Post by Curtis Lemay »

ORIGINAL: ColinWright

This really is like arguing with my fifteen year old. It's just like it.

Look: your arguments never hold up to examination -- for the excellent example that they rarely have any foundation in reality.

Here come the insults. Right on schedule. He's incapable of anything else.
Take it another way. Go to ten random locations in your day. Look around and see over what percentage of the horizon you could see a low flying aircraft eight miles away. Even if you could see it, could you identify it as hostile?

It's random, but I looked around my place. I have visibility along ground level eight miles out over about 10% of the 360 degree circle around my house. Even in that case, I doubt if I could distinguish a small aircraft eight miles out. I certainly couldn't tell whose it was or what its intentions were.

Again, they aren't cruise missiles. They have to find their targets from altitude. You can see them from enormous distances if they start out at 20,000 feet. And there's optics in use as well. Precautions can be taken even if it's unknown if the planes are hostile.
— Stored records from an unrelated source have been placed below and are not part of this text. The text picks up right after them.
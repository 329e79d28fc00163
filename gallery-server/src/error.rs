//! HTTP error responses
//!
//! Body shape: `{statusCode, statusMessage, data?}`

use axum::{
    extract::rejection::{JsonRejection, QueryRejection},
    http::StatusCode,
    response::{IntoResponse, Response},
    Json,
};
use serde_json::{json, Value};
use thiserror::Error;

/// API error type
#[derive(Debug, Error)]
pub enum ApiError {
    /// Resource not found (404)
    #[error("{0}")]
    NotFound(String),

    /// Invalid request (400)
    #[error("{0}")]
    BadRequest(String),

    /// Gallery error, mapped by kind
    #[error(transparent)]
    Common(#[from] gallery_common::Error),
}

impl From<JsonRejection> for ApiError {
    fn from(rejection: JsonRejection) -> Self {
        ApiError::BadRequest(format!("Invalid request body: {}", rejection.body_text()))
    }
}

impl From<QueryRejection> for ApiError {
    fn from(rejection: QueryRejection) -> Self {
        ApiError::BadRequest(format!("Invalid query string: {}", rejection.body_text()))
    }
}

impl ApiError {
    fn status(&self) -> StatusCode {
        use gallery_common::Error as E;

        match self {
            ApiError::NotFound(_) => StatusCode::NOT_FOUND,
            ApiError::BadRequest(_) => StatusCode::BAD_REQUEST,
            ApiError::Common(err) => match err {
                E::NotFound(_) => StatusCode::NOT_FOUND,
                E::Validation(_) | E::Mismatch(_) => StatusCode::BAD_REQUEST,
                _ => StatusCode::INTERNAL_SERVER_ERROR,
            },
        }
    }

    fn data(&self) -> Option<Value> {
        match self {
            ApiError::Common(err) => Some(json!({ "kind": err.kind() })),
            _ => None,
        }
    }
}

impl IntoResponse for ApiError {
    fn into_response(self) -> Response {
        let status = self.status();
        if status.is_server_error() {
            tracing::error!(error = %self, "Request failed");
        }

        let mut body = json!({
            "statusCode": status.as_u16(),
            "statusMessage": self.to_string(),
        });
        if let Some(data) = self.data() {
            body["data"] = data;
        }

        (status, Json(body)).into_response()
    }
}

/// Result type for API handlers
pub type ApiResult<T> = Result<T, ApiError>;

#[cfg(test)]
mod tests {
    use super::*;
    use gallery_common::Error;

    #[test]
    fn test_status_mapping() {
        assert_eq!(
            ApiError::from(Error::NotFound("p1".into())).status(),
            StatusCode::NOT_FOUND
        );
        assert_eq!(
            ApiError::from(Error::Validation("empty".into())).status(),
            StatusCode::BAD_REQUEST
        );
        assert_eq!(
            ApiError::from(Error::Mismatch("42 != 99".into())).status(),
            StatusCode::BAD_REQUEST
        );
        assert_eq!(
            ApiError::from(Error::Upstream("down".into())).status(),
            StatusCode::INTERNAL_SERVER_ERROR
        );
        assert_eq!(
            ApiError::BadRequest("imageId is required".into()).status(),
            StatusCode::BAD_REQUEST
        );
    }

    #[tokio::test]
    async fn test_body_shape() {
        let response = ApiError::from(Error::Mismatch("label".into())).into_response();
        assert_eq!(response.status(), StatusCode::BAD_REQUEST);

        let bytes = axum::body::to_bytes(response.into_body(), usize::MAX)
            .await
            .unwrap();
        let body: Value = serde_json::from_slice(&bytes).unwrap();
        assert_eq!(body["statusCode"], 400);
        assert_eq!(body["statusMessage"], "Mismatch: label");
        assert_eq!(body["data"]["kind"], "MismatchError");
    }
}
And, there were the two issues of multiple passes and multiple planes in sequence. The actual attack could last quite a while. If the attack could be limited to just one plane and one pass, that would be worth doing.
Offhand, and on average -- and going by what accounts I can recall, I'd guess fifteen seconds warning of an incoming strafing attack is average. Certainly not two minutes.
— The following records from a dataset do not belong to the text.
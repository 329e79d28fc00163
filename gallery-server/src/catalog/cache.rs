//! Catalog Cache
//!
//! Read-through cache of whole collections. No TTL: entries live until an
//! explicit invalidation (admin mutation, cache clear) or a forced refresh.
//!
//! Each slot holds `Option<Arc<T>>` behind a `RwLock`. The lock is never held
//! across a fetch, so concurrent misses may each fetch; the last `set` wins.
//! A failed fetch never touches the slot.

use gallery_common::Result;
use std::future::Future;
use std::sync::Arc;
use tokio::sync::RwLock;

use super::painting::PaintingSet;

/// Logical cache entries
#[derive(Debug, Clone, Copy, PartialEq, Eq)]
pub enum CacheKey {
    Paintings,
    Categories,
    Tags,
}

/// One cached collection: EMPTY or POPULATED
pub struct CacheSlot<T> {
    value: RwLock<Option<Arc<T>>>,
}

impl<T> Default for CacheSlot<T> {
    fn default() -> Self {
        Self {
            value: RwLock::new(None),
        }
    }
}

impl<T> CacheSlot<T> {
    pub fn new() -> Self {
        Self::default()
    }

    /// Cached value, or `None` when empty
    pub async fn get(&self) -> Option<Arc<T>> {
        self.value.read().await.clone()
    }

    /// Replace the cached value
    pub async fn set(&self, value: T) -> Arc<T> {
        let value = Arc::new(value);
        *self.value.write().await = Some(Arc::clone(&value));
        value
    }

    pub async fn invalidate(&self) {
        *self.value.write().await = None;
    }

    pub async fn is_populated(&self) -> bool {
        self.value.read().await.is_some()
    }

    /// Return the cached value unless `force_refresh` or empty; otherwise run
    /// `fetcher` and store its result. Fetch errors leave the slot untouched.
    pub async fn get_or_fetch<F, Fut>(&self, force_refresh: bool, fetcher: F) -> Result<Arc<T>>
    where
        F: FnOnce() -> Fut,
        Fut: Future<Output = Result<T>>,
    {
        if !force_refresh {
            if let Some(cached) = self.get().await {
                return Ok(cached);
            }
        }

        let fresh = fetcher().await?;
        Ok(self.set(fresh).await)
    }
}

/// All catalog collections, owned by one `CatalogService`
#[derive(Default)]
pub struct CatalogCache {
    pub paintings: CacheSlot<PaintingSet>,
    pub categories: CacheSlot<Vec<String>>,
    pub tags: CacheSlot<Vec<String>>,
}

impl CatalogCache {
    pub fn new() -> Self {
        Self::default()
    }

    /// Clear one entry, or every entry when `key` is `None`
    pub async fn invalidate(&self, key: Option<CacheKey>) {
        match key {
            Some(CacheKey::Paintings) => self.paintings.invalidate().await,
            Some(CacheKey::Categories) => self.categories.invalidate().await,
            Some(CacheKey::Tags) => self.tags.invalidate().await,
            None => {
                self.paintings.invalidate().await;
                self.categories.invalidate().await;
                self.tags.invalidate().await;
            }
        }
        tracing::debug!(?key, "Catalog cache invalidated");
    }
}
You can guess whatever you want, but that's what it will be. And I forgot the fact that the bombers don't magically disappear as soon as they pass the target. They have to fly out of range - being fired at as they go. The longer range heavy Flak would be better able to exploit that.

Look, there isn't a magic solution to getting strafed. If there were, Germans wouldn't have had trouble moving around late in the war. It's a problem for towed light AAA as well (and that's primarily what infantry divisions would have had - the SPAAG was for armored divisions). But that isn't the only AAA function Flak guns perform. When in defense or attack, 88's would already be unlimbered.

Your own post #1092 actually describes the use of heavy flak during moves:

...Protection against high-level attack by heavy Flak is required only at assembly, entrucking and detrucking areas, halts and especially dangerous points the route such as bridges, defiles or intersections.

That means that moving units needed heavy Flak to cover their moves.

This whole issue is getting absurd. If the 88mm Flak was only used for AT in the field, then why continue to provide a Flak gun to the field units? Why not just make a dedicated AT gun? The Germans made 57 versions of just about everything. What prevented them from making a dedicated 88mm Flak gun using the Flak-37 tube?

The only plausible answer is that it was performing a dual purpose in the field at the time. Later, as the Allies got more coordinated, that ceased to be the case, and they finally did have to make the dedicated AT gun, and 86ed the Flak-41.

QED.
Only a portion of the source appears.